Su aroma —cálido, intoxicante, completamente Lila— lo envolvió como un torniquete.

«Debería detener esto».

«Necesitaba detener esto».

Pero cuando los dedos de ella se enredaron en su pelo, acercándolo más, y sus labios rozaron los suyos —suaves, tentadores, peligrosos— supo que ya estaba perdiendo.

—Admítelo —susurró ella, su aliento cálido contra sus labios—.

Tú también quieres esto.

Su mandíbula se tensó.

—Estás jugando un juego peligroso, princesa.

Lila sonrió con malicia.

—Entonces juega conmigo.

Stanley exhaló bruscamente, sus manos subieron para agarrar los hombros de Lila, pero en lugar de acercarla más, la empujó suavemente hacia atrás.

—Lila —murmuró, su voz áspera pero firme—.

Estás borracha.

Lila frunció el ceño, sus cejas arrugándose ligeramente.

—¿Y?

—replicó, inclinando la cabeza como si realmente no entendiera el problema.

Stanley dejó escapar una risa tensa, negando con la cabeza.

—Pues…

no voy a hacer esto.

No así.

Los labios de ella se separaron, un destello de confusión en sus ojos nublados.

—Pero yo quiero esto —insistió, sus dedos jugando con la tela de su camisa—.

Y sé que tú también.

Stanley tragó saliva, su agarre en los brazos de ella apretándose por un segundo antes de obligarse a soltarla.
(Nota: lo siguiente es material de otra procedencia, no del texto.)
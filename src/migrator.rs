use anyhow::Result;
use sea_orm::{ConnectOptions, Database, DbBackend};
use sea_orm_migration::prelude::*;
use std::time::Duration;
use tracing::{error, info};

pub struct Migrator;

#[async_trait::async_trait]
impl MigratorTrait for Migrator {
    fn migrations() -> Vec<Box<dyn MigrationTrait>> {
        vec![
            Box::new(m20240101_000001_create_users_table::Migration),
            Box::new(m20240101_000002_create_customers_table::Migration),
            Box::new(m20240101_000003_create_material_tables::Migration),
            Box::new(m20240101_000004_create_machinery_tables::Migration),
            Box::new(m20240101_000005_create_quotation_tables::Migration),
            Box::new(m20240315_000006_add_company_code_to_users::Migration),
        ]
    }
}

/// Audit columns shared by every table
#[derive(DeriveIden)]
enum Audit {
    CreatedAt,
    CreatedBy,
    UpdatedAt,
    UpdatedBy,
    DeletedAt,
    DeletedBy,
}

fn audit_columns() -> Vec<ColumnDef> {
    vec![
        ColumnDef::new(Audit::CreatedAt)
            .timestamp_with_time_zone()
            .not_null()
            .default(Expr::current_timestamp())
            .to_owned(),
        ColumnDef::new(Audit::CreatedBy).integer().not_null().to_owned(),
        ColumnDef::new(Audit::UpdatedAt)
            .timestamp_with_time_zone()
            .null()
            .to_owned(),
        ColumnDef::new(Audit::UpdatedBy).integer().null().to_owned(),
        ColumnDef::new(Audit::DeletedAt)
            .timestamp_with_time_zone()
            .null()
            .to_owned(),
        ColumnDef::new(Audit::DeletedBy).integer().null().to_owned(),
    ]
}

fn with_audit_columns(mut table: TableCreateStatement) -> TableCreateStatement {
    for column in audit_columns() {
        table.col(column);
    }
    table
}

fn serial_id<T: IntoIden>(column: T) -> ColumnDef {
    ColumnDef::new(column)
        .integer()
        .not_null()
        .auto_increment()
        .primary_key()
        .to_owned()
}

/// Nullable money or measure column. SQLite keeps these in a REAL column since
/// NUMERIC affinity folds whole values to INTEGER.
fn money_column<T: IntoIden>(manager: &SchemaManager, column: T) -> ColumnDef {
    let mut def = ColumnDef::new(column);
    match manager.get_database_backend() {
        DbBackend::Sqlite => def.double(),
        _ => def.decimal_len(10, 2),
    };
    def.null().to_owned()
}
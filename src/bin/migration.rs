use clap::{Parser, Subcommand};
use sea_orm_migration::MigratorTrait;
use tracing::info;

use quotation_api::{config, db, migrator};

/// Schema bootstrap for the quotation database
#[derive(Debug, Parser)]
#[command(name = "migration", version, about)]
struct Cli {
    /// Database URL; defaults to DATABASE_URL or the DB_* variables
    #[arg(long)]
    database_url: Option<String>,

    #[command(subcommand)]
    command: Option<Command>,
}

#[derive(Debug, Subcommand)]
enum Command {
    /// Apply every pending migration (default)
    Up,
    /// Roll back the last `steps` migrations
    Down {
        #[arg(long, default_value_t = 1)]
        steps: u32,
    },
    /// Drop every table and re-apply all migrations
    Fresh,
    /// Print applied and pending migrations
    Status,
}

#[tokio::main]
async fn main() -> anyhow::Result<()> {
    config::init_tracing("info", false);

    let cli = Cli::parse();
    let database_url = match cli.database_url {
        Some(url) => url,
        None => config::database_url_from_env()?,
    };

    match cli.command.unwrap_or(Command::Up) {
        Command::Up => migrator::run_migration(&database_url).await?,
        Command::Down { steps } => {
            let pool = db::establish_connection(&database_url).await?;
            info!(steps, "Rolling back migrations");
            migrator::Migrator::down(&pool, Some(steps)).await?;
        }
        Command::Fresh => {
            let pool = db::establish_connection(&database_url).await?;
            info!("Dropping all tables and re-applying migrations");
            migrator::Migrator::fresh(&pool).await?;
        }
        Command::Status => {
            let pool = db::establish_connection(&database_url).await?;
            migrator::Migrator::status(&pool).await?;
        }
    }

    info!("Migration command completed");
    Ok(())
}
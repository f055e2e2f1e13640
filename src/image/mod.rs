//! Image preprocessing and generation.

pub mod preprocess;
pub mod providers;
mod types;

pub use preprocess::{center_crop_region, center_square, encode_png, square_image};
pub use types::{CropRegion, GeneratedImage, GenerationMetadata, OutputSize, ProcessedImage};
—Ni siquiera sabes lo que quieres ahora mismo, Lila —dijo, más suavemente esta vez—.

Y no voy a aprovecharme de eso.

Lila lo miró parpadeando, como procesando sus palabras, antes de que su rostro se retorciera en algo cercano a la frustración.

—No soy una niñita indefensa, Stanley.

Puedo tomar mis propias decisiones.

—Lo sé —dijo él, pasándose una mano por el pelo—.

Pero esta noche, no estás pensando con claridad.

Te arrepentirás por la mañana, y no quiero eso en mi conciencia.

Lila se mordió el labio, su frustración derritiéndose en algo más vulnerable.

—¿Y si no me arrepiento?

Stanley suspiró, levantando una mano para apartar un mechón de pelo de su rostro.

—Entonces dímelo cuando estés sobria.

El silencio se extendió entre ellos, cargado de algo no dicho.

Lila lo miró fijamente, buscando en su rostro algo —quizás una señal de que solo fingía resistirse, de que esperaba que ella insistiera más.

Pero todo lo que vio fue sinceridad.

Y eso…

eso hizo que algo en su pecho doliera.

Se desplomó contra el sofá con un suspiro dramático, cubriéndose los ojos con un brazo.

—Bien.

Arruina mi diversión.

Stanley se rio, sintiendo alivio mientras se reclinaba también.

—Prefiero eso a arruinarte a ti.

Lila lo miró de reojo desde debajo de su brazo, con los labios temblando.

—Eso fue muy elegante.

Él sonrió con suficiencia.

—Lo sé.

Una pequeña pausa.

Luego, con voz más suave, ella murmuró:
—Gracias…

por no ser como otros chicos.

Stanley la miró, su expresión indescifrable.

—No tienes que agradecerme por hacer lo correcto, Lila.

Otro silencio.

Luego, ella resopló, dándose la vuelta.

—Ugh, deja de ser tan bueno.

Es molesto.

Él se rio.

—Entonces deja de lanzarte sobre mí cuando estás borracha.

Lila gimió contra el cojín del sofá.

—No prometo nada.

Stanley negó con la cabeza, observándola mientras comenzaba a quedarse dormida.

Por muy imprudente y terca que fuera, merecía alguien que la tratara bien.

Y sabía que él no era ese alguien para ella.